Simi Fehoko is a big body receiver, 6’4″ 227 lbs, with great speed to go along with it. He brings a top-notch level of physicality to his game and he uses his vertical quickness to make big plays while lined up out wide. Fehoko still needs to refine his technique as a receiver, but all the elite tools are there.

Round 5: Jonathon Cooper (Edge) Ohio State

Jonathon Cooper is just too good of a value to pass up on in the fifth round. He may not be the best edge rusher in this year’s class, but he can still contribute a solid edge rush in the NFL. Cooper is very technically sound with his rush moves and can be a nice late-round selection.

Round 6 (via Dal): Tommy Kraemer (IOL) Notre Dame

With the potential losses of Joe Thuney and David Andrews this off-season, the Patriots could look be looking at two major holes to fill.
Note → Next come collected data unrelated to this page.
use clap::{Parser, Subcommand};

mod commands;

use commands::{CheckConfigArgs, MatchBooksArgs, ScanArgs};

#[derive(Parser)]
#[command(name = "venue-arb")]
#[command(about = "Cross-venue spot arbitrage opportunity scanner", long_about = None)]
struct Cli {
    #[command(subcommand)]
    command: Commands,
}

#[derive(Subcommand)]
enum Commands {
    /// Poll all configured venues and report arbitrage opportunities
    Scan(ScanArgs),
    /// Cross two order books offline and print the resulting trade plan
    MatchBooks(MatchBooksArgs),
    /// Load and validate a configuration file, then print the venue catalog
    CheckConfig(CheckConfigArgs),
}

#[tokio::main]
async fn main() -> anyhow::Result<()> {
    let cli = Cli::parse();

    tracing_subscriber::fmt()
        .with_env_filter(
            tracing_subscriber::EnvFilter::try_from_default_env()
                .unwrap_or_else(|_| tracing_subscriber::EnvFilter::new("info")),
        )
        .init();

    match cli.command {
        Commands::Scan(args) => commands::run_scan(args).await,
        Commands::MatchBooks(args) => commands::run_match_books(&args),
        Commands::CheckConfig(args) => commands::run_check_config(&args),
    }
}

#[cfg(test)]
mod tests {
    use super::*;
    use rust_decimal_macros::dec;

    #[test]
    fn test_parse_scan_defaults() {
        let cli = Cli::try_parse_from(["venue-arb", "scan"]).unwrap();
        match cli.command {
            Commands::Scan(args) => {
                assert_eq!(args.config.to_str(), Some("config/Config.toml"));
                assert_eq!(args.cycles, None);
                assert_eq!(args.min_profit_ratio, None);
            }
            _ => panic!("expected scan"),
        }
    }

    #[test]
    fn test_parse_scan_overrides() {
        let cli = Cli::try_parse_from([
            "venue-arb",
            "scan",
            "--config",
            "custom.toml",
            "--profile",
            "dev",
            "--cycles",
            "3",
            "--min-profit-ratio",
            "1.02",
            "--max-budget",
            "250",
        ])
        .unwrap();
        match cli.command {
            Commands::Scan(args) => {
                assert_eq!(args.config.to_str(), Some("custom.toml"));
                assert_eq!(args.profile.as_deref(), Some("dev"));
                assert_eq!(args.cycles, Some(3));
                assert_eq!(args.min_profit_ratio, Some(dec!(1.02)));
                assert_eq!(args.max_budget, Some(dec!(250)));
            }
            _ => panic!("expected scan"),
        }
    }

    #[test]
    fn test_parse_match_books() {
        let cli = Cli::try_parse_from([
            "venue-arb",
            "match-books",
            "--asks",
            "asks.json",
            "--bids",
            "bids.json",
        ])
        .unwrap();
        match cli.command {
            Commands::MatchBooks(args) => {
                assert_eq!(args.min_profit_ratio, dec!(1.1));
                assert_eq!(args.max_budget, dec!(1000));
            }
            _ => panic!("expected match-books"),
        }
    }

    #[test]
    fn test_match_books_requires_both_sides() {
        assert!(Cli::try_parse_from(["venue-arb", "match-books", "--asks", "a.json"]).is_err());
    }
}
Tommy Kraemer has all of the traits to be a productive interior offensive lineman in today’s NFL. He’s strong, aggressive at the point of attack, and should be able to play guard or center. 

Round 6: Tamorrion Terry (WR) Florida State

Tamorrion Terry is absolutely amazing value for the sixth round. He’s listed at 6’4″ and he plays very very fast. Being able to go up and high point the football as a fast downfield weapon is extremely valuable. Terry isn’t a perfect prospect, but his upside is evident and worth a sixth-round selection.

Round 7: Ian Book (QB) Notre Dame

Ian Book had a highly successful career at Notre Dame, however, his resume coming into the NFL isn’t anything special. Book isn’t capable of coming in on day 1 and starting. He isn’t the long-term answer to the void the Patriots have at quarterback. He will most likely get a look at being the team’s backup quarterback, but for it being the seventh round, getting a quarterback like Book here is good value for what he could bring to the table.

This is only one of the many scenarios that could unfold when the Patriots 2021 draft rolls around in April. We’ll explore many other scenarios as the offseason continues.